Diyanet İşleri Lideri Ali Erbaş, Azerbaycan’ın başşehri Bakü’de düzenlenen Türk Devletleri Teşkilatı (TDT) Üye Ülkeleri Diyanet İşleri ve Dini Yönetim Liderleri 3. Toplantısı’na katıldı. 

Diyanet İşleri Lideri Ali Erbaş toplantıda yaptığı konuşmasında, şunları söyledi: 

“Küresel güçlerin savaşlarının bedelini siviller ve günahsızlar ödemektedir”

“Yüce Rabbimiz toplantımızı iyi sonuçlara vesile kılsın. Güzel kararlar alıp uygulamayı nasip eylesin. Bugün, yeryüzünü imar ve ıslah etmekle vazifeli olan insanoğlunun yanılgıları, yanlış karar ve uygulamalarıyla dünyayı krizler yumağına çevirdiği bir vakitte yaşıyoruz. Rabbimizin, yaratıcımızın rahmet vesikası olan mahlukatın manevi pahasının unutulduğu bir asırda yaşıyoruz. Varlığın sırf hususla, bilginin yalnızca aklın dataları ile izah edildiği, yeryüzünde tarih boyunca medeniyetler kuran vahyin hayatın ötesine itildiği, alemin yalnızca dünyaya indirgenip ahiretin yok sayıldığı bir çağda yaşıyoruz maalesef. Teknolojinin ve bilimsel bilginin adeta kutsandığı bu çağ, mana ve kıymetler ekseninde bir ahlak ve medeniyet krizine sahne olmaktadır. Teknolojik üstünlüğü sebebiyle bugün birçok açıdan toplumları tesiri altına alan Batı medeniyetinin varlık, insan ve etraf tasavvuru, insanlığı ve tüm yeryüzünü bir bilinmezliğe yanlışsız sürüklemektedir. Kelam konusu yaklaşım; bencillik, güvensizlik ve duyarsızlık üzere meselelere da taban teşkil etmekte, maddi ve manevi buhranlara neden olmaktadır. Hakikaten kelam konusu zihniyetin hâkim olduğu son birkaç asırdır dünyanın büyük bir kısmında beşerler, açlık, yoksulluk, sefalet ve toplumsal sorunların kıskacında hayatta kalma gayreti verirken, başka yanda azınlık sayılacak memnun bir kesim ise insanlığın ortak zenginliğini bencilce tüketmekte ve doğal kaynakları sorumsuzca israf etmektedir. Global güçlerin vekalet savaşlarının bedelini çok güç ve acımasız biçimde siviller ve paklar ödemektedir.” 

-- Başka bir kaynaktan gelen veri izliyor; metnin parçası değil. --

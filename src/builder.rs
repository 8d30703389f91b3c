//! Genome x k-mer matrix assembly
//!
//! Runs the vocabulary count once, then counts and resolves every genome in
//! list order, appending one CSR row per genome. Any oracle failure aborts
//! the build; a genome without vocabulary k-mers yields an empty row.

use crate::config::{MAX_KMER_SIZE, MIN_KMER_SIZE};
use crate::csr::{CsrAccumulator, CsrMatrix};
use crate::error::{KmxError, Result};
use crate::genome_list::GenomeList;
use crate::logging::{time_operation, MetricsCollector, ProgressReporter};
use crate::oracle::KmerCounter;
use crate::resolver::FrequencyResolver;
use crate::sparsity::{SparsityReport, SparsityTracker, DEFAULT_DENSITY};
use crate::vocabulary::{Vocabulary, VocabularyBuilder, VocabularyParams};
use serde::{Deserialize, Serialize};
use std::sync::Arc;
use std::time::{Duration, Instant};
use tracing::{info, instrument, warn};

/// Parameters of one matrix build
#[derive(Debug, Clone, Copy, PartialEq, Serialize, Deserialize)]
pub struct MatrixParams {
    pub kmer_size: usize,
    pub min_count: u64,
    pub max_count: u64,
    /// Fold reverse complements together
    pub normalize: bool,
    pub initial_density: f64,
    pub progress_interval: usize,
}

impl MatrixParams {
    pub fn new(kmer_size: usize, min_count: u64, max_count: u64) -> Self {
        Self {
            kmer_size,
            min_count,
            max_count,
            normalize: true,
            initial_density: DEFAULT_DENSITY,
            progress_interval: 1000,
        }
    }

    pub fn validate(&self) -> Result<()> {
        if !(MIN_KMER_SIZE..=MAX_KMER_SIZE).contains(&self.kmer_size) {
            return Err(KmxError::invalid_kmer_length(self.kmer_size, MIN_KMER_SIZE, MAX_KMER_SIZE));
        }
        if self.max_count < self.min_count {
            return Err(KmxError::InvalidThresholds {
                min: self.min_count,
                max: self.max_count,
            });
        }
        if !(self.initial_density > 0.0 && self.initial_density <= 1.0) {
            return Err(KmxError::config(format!(
                "Initial density must be in (0, 1], got {}",
                self.initial_density
            )));
        }
        if self.progress_interval == 0 {
            return Err(KmxError::config("Progress interval must be at least 1"));
        }
        Ok(())
    }

    /// `k{k}_min{min}_max{max}_d{0|1}`, shared by every output file name
    pub fn file_suffix(&self) -> String {
        format!(
            "k{}_min{}_max{}_d{}",
            self.kmer_size,
            self.min_count,
            self.max_count,
            if self.normalize { 0 } else { 1 }
        )
    }
}

/// Everything a finished build produces
#[derive(Debug, Clone)]
pub struct MatrixBuild {
    pub matrix: CsrMatrix,
    pub vocabulary: Vocabulary,
    pub sparsity: SparsityReport,
    pub stats: BuildStats,
}

/// Diagnostics collected while building
#[derive(Debug, Clone, Default, Serialize, Deserialize)]
pub struct BuildStats {
    pub genomes: usize,
    pub vocabulary_size: usize,
    pub initial_capacity: usize,
    pub final_capacity: usize,
    pub growth_events: usize,
    pub raw_kmers: u64,
    pub dropped_kmers: u64,
    pub empty_rows: usize,
    pub elapsed: Duration,
}

/// Drives vocabulary construction, per-genome resolution and CSR assembly
pub struct MatrixBuilder<'a, C: KmerCounter + ?Sized> {
    counter: &'a C,
    params: MatrixParams,
    metrics: Option<Arc<MetricsCollector>>,
}

impl<'a, C: KmerCounter + ?Sized> MatrixBuilder<'a, C> {
    pub fn new(counter: &'a C, params: MatrixParams) -> Self {
        Self {
            counter,
            params,
            metrics: None,
        }
    }

    pub fn with_metrics(mut self, metrics: Arc<MetricsCollector>) -> Self {
        self.metrics = Some(metrics);
        self
    }

    pub fn params(&self) -> &MatrixParams {
        &self.params
    }

    #[instrument(skip_all, fields(genomes = genomes.len(), k = self.params.kmer_size))]
    pub fn build(&self, genomes: &GenomeList) -> Result<MatrixBuild> {
        self.params.validate()?;
        let started = Instant::now();
        let metrics = self.metrics.as_deref();

        let vocabulary = time_operation(metrics, "vocabulary", || {
            VocabularyBuilder::new(
                self.counter,
                VocabularyParams {
                    kmer_size: self.params.kmer_size,
                    min_count: self.params.min_count,
                    max_count: self.params.max_count,
                    normalize: self.params.normalize,
                },
            )
            .build(genomes.source())
        })?;

        let tracker = SparsityTracker::new(self.params.initial_density, genomes.len(), vocabulary.len())?;
        let initial_capacity = tracker.initial_capacity();
        info!(
            vocabulary = vocabulary.len(),
            genomes = genomes.len(),
            estimated_size = initial_capacity,
            "Allocating CSR buffers"
        );

        let mut accumulator = CsrAccumulator::new(initial_capacity, vocabulary.len())?;
        let resolver = FrequencyResolver::new(self.counter, &vocabulary, self.params.kmer_size, self.params.normalize);
        let progress = ProgressReporter::new("genomes", Some(genomes.len() as u64));
        let mut stats = BuildStats {
            genomes: genomes.len(),
            vocabulary_size: vocabulary.len(),
            initial_capacity,
            ..Default::default()
        };

        for (genome_number, genome) in genomes.genomes().iter().enumerate() {
            let row = time_operation(metrics, "genome", || resolver.resolve(genome, genome_number))?;

            if row.is_empty() {
                warn!(
                    genome = genome_number,
                    path = %genome.display(),
                    "Genome shares no k-mers with the vocabulary; row is empty"
                );
                stats.empty_rows += 1;
            }
            stats.raw_kmers += row.raw_kmers() as u64;
            stats.dropped_kmers += row.dropped() as u64;

            accumulator.push_row(&row)?;
            progress.inc();

            if let Some(metrics) = metrics {
                metrics.inc_counter("genomes_processed");
                metrics.set_gauge("nnz", accumulator.nnz() as u64);
            }

            let done = genome_number + 1;
            if done % self.params.progress_interval == 0 && done < genomes.len() {
                info!(
                    processed = done,
                    nnz = accumulator.nnz(),
                    density = tracker.running_density(accumulator.nnz(), done),
                    "Processed {} genomes",
                    done
                );
            }
        }

        stats.final_capacity = accumulator.capacity();
        stats.growth_events = accumulator.growth_events();
        let matrix = accumulator.finish();
        let sparsity = tracker.report(matrix.nnz());
        stats.elapsed = started.elapsed();

        info!(
            rows = matrix.n_rows,
            cols = matrix.n_cols,
            nnz = matrix.nnz(),
            sparsity = sparsity.observed_sparsity_percent,
            growth_events = stats.growth_events,
            elapsed = ?stats.elapsed,
            "CSR matrix assembled"
        );

        Ok(MatrixBuild {
            matrix,
            vocabulary,
            sparsity,
            stats,
        })
    }
}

“İnsanlığın yaşadığı krizleri, İslam dünyasının sorunlarını tahlile kavuşturmak için yapmamız gerekenleri kapsamlı ve kararlı biçimde ele almalıyız”

İslam coğrafyasının önemli meselelerinin, derin krizlerinin olduğunun farkında olduklarını belirten Erbaş, “Ancak bu durum bir ümitsizliğin ya da çözümsüzlüğün tabiri değildir. Müslümanlar, coğrafyalarındaki tüm sorunları çözebilecek, kardeşlik, dayanışma ve barış ortamını tesis edecek birikime, irfana ve imkana sahiptir. Peygamberimizin gösterdiği ümmet şuurunu tekrar diriltebiliriz. Bizler, tarihe taraf veren o muazzam medeniyeti yine kurabiliriz. Bunun için de yeryüzünü rahmet ve merhamet ile buluşturan din-i mübin-i İslam’ın günümüzdeki işlevini, insanlık için tabir ettiği o büyük manayı yine düşünmeliyiz. İnsanlığın yaşadığı krizleri, İslam dünyasının sıkıntılarını tahlile kavuşturmak için yapmamız gerekenleri kapsamlı ve kararlı biçimde ele almalıyız. Bugün alimlerimize, entelektüellerimize, bilim adamlarımıza, dini teşkilatlarımıza düşen en büyük misyon, sahih dini bilginin üretimi için seferber olmak ve üretilen bu bilginin çocuklarımıza, kuşaklarımıza öğretilmesini sağlamaktır. En acil ve öncelikli sorunumuzun bu olduğunu düşünüyorum” dedi. 

“İnancından uzak ve bedellerinden habersiz kuşaklar, din istismarı ve din üzerinden şiddet ve terör üreten yapılar karşısında zayıf ve savunmasız kalacaktır”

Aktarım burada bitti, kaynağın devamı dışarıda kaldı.